▶ **What needs to be done**
Go through the listing below and gather every line with the word "tokio".

▶ **Data to examine**
<<<<

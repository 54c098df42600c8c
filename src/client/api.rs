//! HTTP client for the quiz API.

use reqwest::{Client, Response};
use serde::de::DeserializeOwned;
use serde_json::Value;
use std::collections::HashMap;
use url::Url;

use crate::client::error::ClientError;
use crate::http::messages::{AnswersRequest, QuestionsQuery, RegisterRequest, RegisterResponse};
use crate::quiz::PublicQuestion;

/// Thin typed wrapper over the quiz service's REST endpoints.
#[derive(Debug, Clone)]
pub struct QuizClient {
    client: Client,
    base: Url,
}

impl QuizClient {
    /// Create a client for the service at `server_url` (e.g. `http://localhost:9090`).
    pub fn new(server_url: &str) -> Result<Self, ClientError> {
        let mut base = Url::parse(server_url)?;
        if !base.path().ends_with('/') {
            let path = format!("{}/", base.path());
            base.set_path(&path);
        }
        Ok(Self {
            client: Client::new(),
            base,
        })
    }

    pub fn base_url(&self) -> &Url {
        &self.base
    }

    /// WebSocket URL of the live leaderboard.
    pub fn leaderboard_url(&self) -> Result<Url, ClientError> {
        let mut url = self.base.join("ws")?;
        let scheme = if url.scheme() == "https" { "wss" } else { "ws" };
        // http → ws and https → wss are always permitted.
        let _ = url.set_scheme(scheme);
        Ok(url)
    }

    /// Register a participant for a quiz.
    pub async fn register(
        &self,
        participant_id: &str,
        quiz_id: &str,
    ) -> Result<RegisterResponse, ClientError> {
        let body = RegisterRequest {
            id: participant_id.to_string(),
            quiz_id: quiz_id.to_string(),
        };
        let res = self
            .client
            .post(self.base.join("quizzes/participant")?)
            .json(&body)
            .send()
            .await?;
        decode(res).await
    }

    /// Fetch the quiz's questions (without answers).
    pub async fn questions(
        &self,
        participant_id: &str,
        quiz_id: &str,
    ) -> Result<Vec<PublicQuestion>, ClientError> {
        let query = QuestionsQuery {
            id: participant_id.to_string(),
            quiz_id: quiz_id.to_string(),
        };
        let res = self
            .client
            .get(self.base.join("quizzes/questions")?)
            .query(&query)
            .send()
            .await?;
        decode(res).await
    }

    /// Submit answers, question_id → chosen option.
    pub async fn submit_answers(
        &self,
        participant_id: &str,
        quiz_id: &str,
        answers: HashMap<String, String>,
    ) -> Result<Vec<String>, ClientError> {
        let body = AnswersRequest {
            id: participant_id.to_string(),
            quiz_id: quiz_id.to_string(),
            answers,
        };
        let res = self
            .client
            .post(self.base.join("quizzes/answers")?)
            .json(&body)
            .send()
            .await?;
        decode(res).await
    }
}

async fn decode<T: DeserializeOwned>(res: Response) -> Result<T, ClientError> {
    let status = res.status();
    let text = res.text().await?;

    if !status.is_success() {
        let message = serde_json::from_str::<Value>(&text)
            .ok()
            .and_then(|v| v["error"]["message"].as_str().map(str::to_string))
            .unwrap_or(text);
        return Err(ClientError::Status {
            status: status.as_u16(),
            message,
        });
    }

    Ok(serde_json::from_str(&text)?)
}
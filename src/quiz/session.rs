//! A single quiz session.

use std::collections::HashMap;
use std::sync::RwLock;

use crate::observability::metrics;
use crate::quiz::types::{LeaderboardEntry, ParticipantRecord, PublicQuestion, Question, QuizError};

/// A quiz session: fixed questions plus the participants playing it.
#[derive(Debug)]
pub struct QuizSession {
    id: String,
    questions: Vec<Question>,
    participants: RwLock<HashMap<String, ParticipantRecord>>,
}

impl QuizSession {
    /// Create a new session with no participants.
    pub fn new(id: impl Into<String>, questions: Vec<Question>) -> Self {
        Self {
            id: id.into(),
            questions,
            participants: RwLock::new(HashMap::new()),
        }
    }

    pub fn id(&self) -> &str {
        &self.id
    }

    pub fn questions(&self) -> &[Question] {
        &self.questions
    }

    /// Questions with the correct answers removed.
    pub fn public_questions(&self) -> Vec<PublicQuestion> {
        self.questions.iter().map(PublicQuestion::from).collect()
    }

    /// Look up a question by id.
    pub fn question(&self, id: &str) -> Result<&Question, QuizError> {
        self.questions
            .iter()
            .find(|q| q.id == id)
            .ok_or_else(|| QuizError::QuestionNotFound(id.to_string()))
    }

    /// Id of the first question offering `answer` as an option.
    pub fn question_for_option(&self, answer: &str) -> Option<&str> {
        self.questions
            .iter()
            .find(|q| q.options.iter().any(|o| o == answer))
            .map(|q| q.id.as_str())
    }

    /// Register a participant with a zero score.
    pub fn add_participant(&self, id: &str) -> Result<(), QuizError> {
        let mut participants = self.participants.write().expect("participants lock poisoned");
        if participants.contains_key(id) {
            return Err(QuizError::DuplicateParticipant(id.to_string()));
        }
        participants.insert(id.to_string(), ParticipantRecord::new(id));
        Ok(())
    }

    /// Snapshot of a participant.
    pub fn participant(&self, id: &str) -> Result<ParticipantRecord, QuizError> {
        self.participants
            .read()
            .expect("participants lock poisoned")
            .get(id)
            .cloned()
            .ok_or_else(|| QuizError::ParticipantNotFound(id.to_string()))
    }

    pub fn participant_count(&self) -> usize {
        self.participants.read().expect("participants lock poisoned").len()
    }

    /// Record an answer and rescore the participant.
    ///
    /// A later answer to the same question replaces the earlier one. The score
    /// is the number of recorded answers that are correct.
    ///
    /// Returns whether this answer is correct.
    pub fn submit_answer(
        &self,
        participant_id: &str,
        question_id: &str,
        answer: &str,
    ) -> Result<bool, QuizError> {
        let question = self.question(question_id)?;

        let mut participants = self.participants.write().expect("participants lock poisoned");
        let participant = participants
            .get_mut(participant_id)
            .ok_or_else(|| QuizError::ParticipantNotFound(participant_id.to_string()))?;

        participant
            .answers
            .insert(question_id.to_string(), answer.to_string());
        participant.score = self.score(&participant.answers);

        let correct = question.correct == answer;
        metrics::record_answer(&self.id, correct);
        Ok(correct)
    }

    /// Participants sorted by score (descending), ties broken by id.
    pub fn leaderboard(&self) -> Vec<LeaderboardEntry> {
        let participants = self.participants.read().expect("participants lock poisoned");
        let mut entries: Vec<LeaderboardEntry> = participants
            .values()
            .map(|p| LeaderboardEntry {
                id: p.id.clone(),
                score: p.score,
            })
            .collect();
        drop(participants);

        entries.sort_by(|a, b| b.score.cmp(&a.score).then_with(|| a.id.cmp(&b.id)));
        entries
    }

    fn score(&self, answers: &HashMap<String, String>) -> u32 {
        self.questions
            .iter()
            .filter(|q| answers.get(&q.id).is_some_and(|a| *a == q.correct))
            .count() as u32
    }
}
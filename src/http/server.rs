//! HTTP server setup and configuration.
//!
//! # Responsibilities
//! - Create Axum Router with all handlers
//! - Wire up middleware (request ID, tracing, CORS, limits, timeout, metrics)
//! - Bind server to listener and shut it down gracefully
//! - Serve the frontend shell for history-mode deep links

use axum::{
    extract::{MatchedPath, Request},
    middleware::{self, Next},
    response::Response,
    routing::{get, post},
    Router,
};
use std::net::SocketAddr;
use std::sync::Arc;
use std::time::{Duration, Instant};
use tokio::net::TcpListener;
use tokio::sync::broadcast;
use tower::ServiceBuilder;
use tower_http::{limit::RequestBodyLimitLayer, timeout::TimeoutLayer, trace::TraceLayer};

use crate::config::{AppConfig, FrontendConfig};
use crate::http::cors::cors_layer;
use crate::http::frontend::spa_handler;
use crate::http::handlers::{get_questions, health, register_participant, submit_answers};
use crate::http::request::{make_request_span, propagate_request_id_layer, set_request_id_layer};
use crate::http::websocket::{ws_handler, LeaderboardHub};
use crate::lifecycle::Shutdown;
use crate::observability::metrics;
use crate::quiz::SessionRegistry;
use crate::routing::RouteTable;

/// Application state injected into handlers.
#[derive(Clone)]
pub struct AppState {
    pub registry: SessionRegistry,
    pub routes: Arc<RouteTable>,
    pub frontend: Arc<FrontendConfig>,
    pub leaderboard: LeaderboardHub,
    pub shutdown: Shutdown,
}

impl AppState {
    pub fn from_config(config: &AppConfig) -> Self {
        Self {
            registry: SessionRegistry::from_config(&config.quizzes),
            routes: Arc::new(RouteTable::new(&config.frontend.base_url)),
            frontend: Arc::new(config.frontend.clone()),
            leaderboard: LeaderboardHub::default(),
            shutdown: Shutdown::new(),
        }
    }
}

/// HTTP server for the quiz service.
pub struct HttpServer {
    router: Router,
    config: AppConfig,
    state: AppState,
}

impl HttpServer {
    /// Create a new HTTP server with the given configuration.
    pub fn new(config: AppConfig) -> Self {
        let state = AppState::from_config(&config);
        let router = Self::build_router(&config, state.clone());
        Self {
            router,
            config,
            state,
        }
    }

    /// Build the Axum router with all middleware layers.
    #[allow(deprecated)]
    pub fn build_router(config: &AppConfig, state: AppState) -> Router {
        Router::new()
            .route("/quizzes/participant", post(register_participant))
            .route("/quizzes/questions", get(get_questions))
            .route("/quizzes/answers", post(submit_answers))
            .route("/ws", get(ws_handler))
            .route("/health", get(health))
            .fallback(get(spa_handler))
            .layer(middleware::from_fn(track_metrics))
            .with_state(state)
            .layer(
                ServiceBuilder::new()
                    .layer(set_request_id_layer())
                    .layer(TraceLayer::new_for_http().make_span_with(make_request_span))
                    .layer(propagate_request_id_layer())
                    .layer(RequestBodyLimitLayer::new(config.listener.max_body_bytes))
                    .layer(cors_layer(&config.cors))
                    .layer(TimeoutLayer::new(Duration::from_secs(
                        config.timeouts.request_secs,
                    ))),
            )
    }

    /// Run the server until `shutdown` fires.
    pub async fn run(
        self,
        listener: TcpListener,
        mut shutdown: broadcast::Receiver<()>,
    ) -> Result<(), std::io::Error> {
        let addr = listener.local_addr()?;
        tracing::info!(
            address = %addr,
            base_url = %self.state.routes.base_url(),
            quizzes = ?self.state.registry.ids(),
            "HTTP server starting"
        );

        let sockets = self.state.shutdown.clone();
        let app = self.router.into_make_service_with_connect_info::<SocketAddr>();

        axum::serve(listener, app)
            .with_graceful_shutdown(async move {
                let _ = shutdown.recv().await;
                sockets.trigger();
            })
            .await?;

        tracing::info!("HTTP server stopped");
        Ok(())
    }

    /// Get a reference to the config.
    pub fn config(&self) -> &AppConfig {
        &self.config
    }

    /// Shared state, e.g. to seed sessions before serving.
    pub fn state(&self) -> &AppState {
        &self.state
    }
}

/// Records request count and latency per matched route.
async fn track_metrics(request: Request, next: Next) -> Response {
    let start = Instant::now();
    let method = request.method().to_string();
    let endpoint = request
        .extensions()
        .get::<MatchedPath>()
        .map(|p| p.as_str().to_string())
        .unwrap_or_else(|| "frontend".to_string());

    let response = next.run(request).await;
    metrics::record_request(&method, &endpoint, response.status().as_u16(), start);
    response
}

>>>>

▶ **Answer below**
use tokio::net::TcpListener;
use tokio::sync::broadcast;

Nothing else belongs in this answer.